Why to get tested at DNA Labs India for ALG8 Gene Glycosylation disorder type 1H NGS Genetic DNA Test ?
Book Now
-
3500 Sample collection centers, Free Home Sample
collection for ALG8 Gene Glycosylation disorder type 1H NGS Genetic DNA Test in your city
-
Ranked India No1 DNA Test Lab for
ALG8 Gene Glycosylation disorder type 1H NGS Genetic DNA Test
-
Most Trusted Lab by doctors for ALG8 Gene Glycosylation disorder type 1H NGS Genetic DNA Test. Call 07941057551 to talk with Doctor to
get second opinion for free of cost
-
100% All Conversation are private and confidential Call 07941057551 to talk with doctor 100%
Accurate Test Results for ALG8 Gene Glycosylation disorder type 1H NGS Genetic DNA Test
ALG8 Gene Glycosylation disorder type 1H NGS Genetic DNA Test Cost 20000 Rs
ALG8 Gene Glycosylation disorder type 1H NGS Genetic DNA Test Details
ALG8 Gene Glycosylation Disorder Type 1H: Symptoms, Diagnosis, and NGS Genetic DNA Test Cost
ALG8 gene glycosylation disorder type 1H is a rare genetic disorder that affects the body's ability to make certain sugars and attach them to proteins. This disorder can lead to a variety of symptoms, including developmental delays, seizures, and liver problems. In this blog post, we will discuss the symptoms, diagnosis, and cost of the NGS genetic DNA test for ALG8 gene glycosylation disorder type 1H.
Symptoms of ALG8 Gene Glycosylation Disorder Type 1H
The symptoms of ALG8 gene glycosylation disorder type 1H can vary from person to person, but they often include:
- Developmental delays
- Seizures
- Liver problems
- Abnormal eye movements
- Difficulty with coordination and balance
- Low muscle tone
- Intellectual disability
Some individuals with ALG8 gene glycosylation disorder type 1H may also have distinctive facial features, such as a small head size, widely spaced eyes, and a small jaw.
Diagnosis of ALG8 Gene Glycosylation Disorder Type 1H
ALG8 gene glycosylation disorder type 1H is diagnosed through genetic testing. This may include a blood test or a cheek swab to collect DNA samples. The samples are then sent to a laboratory for analysis.
The NGS genetic DNA test is a highly accurate and reliable test that can detect mutations in the ALG8 gene that cause glycosylation disorder type 1H. This test is recommended for individuals who have symptoms of the disorder, as well as their family members who may be at risk of carrying the mutation.
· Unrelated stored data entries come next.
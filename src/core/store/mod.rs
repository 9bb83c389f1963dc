//! Key-value persistence adapter for application state.
//!
//! Values are JSON strings. [`FileStore`] keeps one file per key under the data
//! directory; [`MemoryStore`] backs tests and ephemeral sessions.

mod file;
mod memory;

pub use file::FileStore;
pub use memory::MemoryStore;

use serde::Serialize;
use serde::de::DeserializeOwned;

/// Every persisted slot.
#[derive(Debug, Clone, Copy, PartialEq, Eq, Hash)]
pub enum StoreKey {
    CurrentUser,
    Transcript,
    SavedConversations,
    Theme,
    SessionId,
    Settings,
    SelectedCategory,
}

impl StoreKey {
    pub const ALL: [StoreKey; 7] = [
        StoreKey::CurrentUser,
        StoreKey::Transcript,
        StoreKey::SavedConversations,
        StoreKey::Theme,
        StoreKey::SessionId,
        StoreKey::Settings,
        StoreKey::SelectedCategory,
    ];

    pub fn name(self) -> &'static str {
        match self {
            StoreKey::CurrentUser => "current_user",
            StoreKey::Transcript => "transcript",
            StoreKey::SavedConversations => "saved_conversations",
            StoreKey::Theme => "theme",
            StoreKey::SessionId => "session_id",
            StoreKey::Settings => "settings",
            StoreKey::SelectedCategory => "selected_category",
        }
    }
}

#[derive(Debug, thiserror::Error)]
pub enum StoreError {
    #[error("No data directory available")]
    NoDataDir,
    #[error("Storage error: {0}")]
    Io(#[from] std::io::Error),
    #[error("Corrupt stored value: {0}")]
    Json(#[from] serde_json::Error),
}

/// Raw JSON-string storage keyed by [`StoreKey`].
pub trait Store {
    fn get(&self, key: StoreKey) -> Result<Option<String>, StoreError>;
    fn set(&mut self, key: StoreKey, value: &str) -> Result<(), StoreError>;
    fn remove(&mut self, key: StoreKey) -> Result<(), StoreError>;
}

/// Read and deserialize a value. `None` when the key was never written.
pub fn load<T: DeserializeOwned>(store: &dyn Store, key: StoreKey) -> Result<Option<T>, StoreError> {
    match store.get(key)? {
        Some(raw) => Ok(Some(serde_json::from_str(&raw)?)),
        None => Ok(None),
    }
}

/// Like [`load`], but a corrupt value is logged and treated as absent.
pub fn load_or_default<T: DeserializeOwned + Default>(store: &dyn Store, key: StoreKey) -> T {
    match load(store, key) {
        Ok(value) => value.unwrap_or_default(),
        Err(e) => {
            log::warn!("Ignoring stored {}: {}", key.name(), e);
            T::default()
        }
    }
}

pub fn save<T: Serialize + ?Sized>(
    store: &mut dyn Store,
    key: StoreKey,
    value: &T,
) -> Result<(), StoreError> {
    let json = serde_json::to_string_pretty(value)?;
    store.set(key, &json)
}

/// Write `value` when present, otherwise remove the key.
pub fn save_optional<T: Serialize>(
    store: &mut dyn Store,
    key: StoreKey,
    value: Option<&T>,
) -> Result<(), StoreError> {
    match value {
        Some(v) => save(store, key, v),
        None => store.remove(key),
    }
}
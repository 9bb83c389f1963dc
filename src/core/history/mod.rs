//! Saved conversations: archived transcripts, capped and most-recent-first.

use chrono::{DateTime, Utc};
use serde::{Deserialize, Serialize};
use uuid::Uuid;

use crate::core::message::{self, Message};
use crate::core::util;

/// Oldest entries beyond this are dropped when a conversation is archived.
pub const MAX_SAVED: usize = 10;

const TITLE_MAX_CHARS: usize = 50;

#[derive(Debug, Clone, PartialEq, Eq, Serialize, Deserialize)]
pub struct SavedConversation {
    pub id: String,
    pub title: String,
    #[serde(default)]
    pub category: Option<String>,
    pub messages: Vec<Message>,
    pub saved_at: DateTime<Utc>,
}

/// Archive `messages` at the front of `saved`, dropping the oldest entries past
/// [`MAX_SAVED`]. Empty transcripts are not archived.
pub fn archive(
    saved: &mut Vec<SavedConversation>,
    messages: Vec<Message>,
    category: Option<String>,
) -> Option<String> {
    if messages.is_empty() {
        return None;
    }
    let id = Uuid::new_v4().to_string();
    let conversation = SavedConversation {
        id: id.clone(),
        title: message::first_message_preview(&messages, TITLE_MAX_CHARS),
        category,
        messages,
        saved_at: Utc::now(),
    };
    saved.insert(0, conversation);
    if saved.len() > MAX_SAVED {
        for dropped in saved.drain(MAX_SAVED..) {
            log::debug!("Dropping oldest saved conversation {}", dropped.id);
        }
    }
    Some(id)
}

/// Resolve a selector: a 1-based list position, a full id, or a unique id prefix.
pub fn resolve<'a>(saved: &'a [SavedConversation], selector: &str) -> Option<&'a SavedConversation> {
    let selector = selector.trim();
    if selector.is_empty() {
        return None;
    }
    if let Ok(position) = selector.parse::<usize>()
        && (1..=saved.len()).contains(&position)
    {
        return saved.get(position - 1);
    }
    if let Some(exact) = saved.iter().find(|c| c.id == selector) {
        return Some(exact);
    }
    let mut by_prefix = saved.iter().filter(|c| c.id.starts_with(selector));
    match (by_prefix.next(), by_prefix.next()) {
        (Some(only), None) => Some(only),
        _ => None,
    }
}

/// Remove a conversation by id. Returns it when it existed.
pub fn remove(saved: &mut Vec<SavedConversation>, id: &str) -> Option<SavedConversation> {
    let position = saved.iter().position(|c| c.id == id)?;
    Some(saved.remove(position))
}

/// Filter by title, id, category, or message content (case-insensitive).
pub fn filter<'a>(saved: &'a [SavedConversation], query: &str) -> Vec<&'a SavedConversation> {
    util::filter_by_query(saved, query, |c| {
        let mut fields = vec![c.title.as_str(), c.id.as_str()];
        if let Some(category) = &c.category {
            fields.push(category.as_str());
        }
        fields.extend(c.messages.iter().map(|m| m.content.as_str()));
        fields
    })
}

#[cfg(test)]
mod tests;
NGS Genetic DNA Test Cost for ALG8 Gene Glycosylation Disorder Type 1H
The cost of the NGS genetic DNA test for ALG8 gene glycosylation disorder type 1H in India is approximately INR 20,000. This cost may vary depending on the laboratory and the specific testing method used.
While the cost of the test may seem high, it is important to remember that early diagnosis can lead to early intervention and improved outcomes for individuals with the disorder. Additionally, family members who test negative for the mutation can be reassured that they are not at risk of passing the disorder on to their children.
Conclusion
ALG8 gene glycosylation disorder type 1H is a rare genetic disorder that can cause a variety of symptoms, including developmental delays, seizures, and liver problems. The NGS genetic DNA test is a highly accurate and reliable test that can detect mutations in the ALG8 gene that cause the disorder. While the cost of the test may seem high, early diagnosis can lead to early intervention and improved outcomes for individuals with the disorder.
If you or a loved one is experiencing symptoms of ALG8 gene glycosylation disorder type 1H, it is important to speak with a healthcare professional about genetic testing options.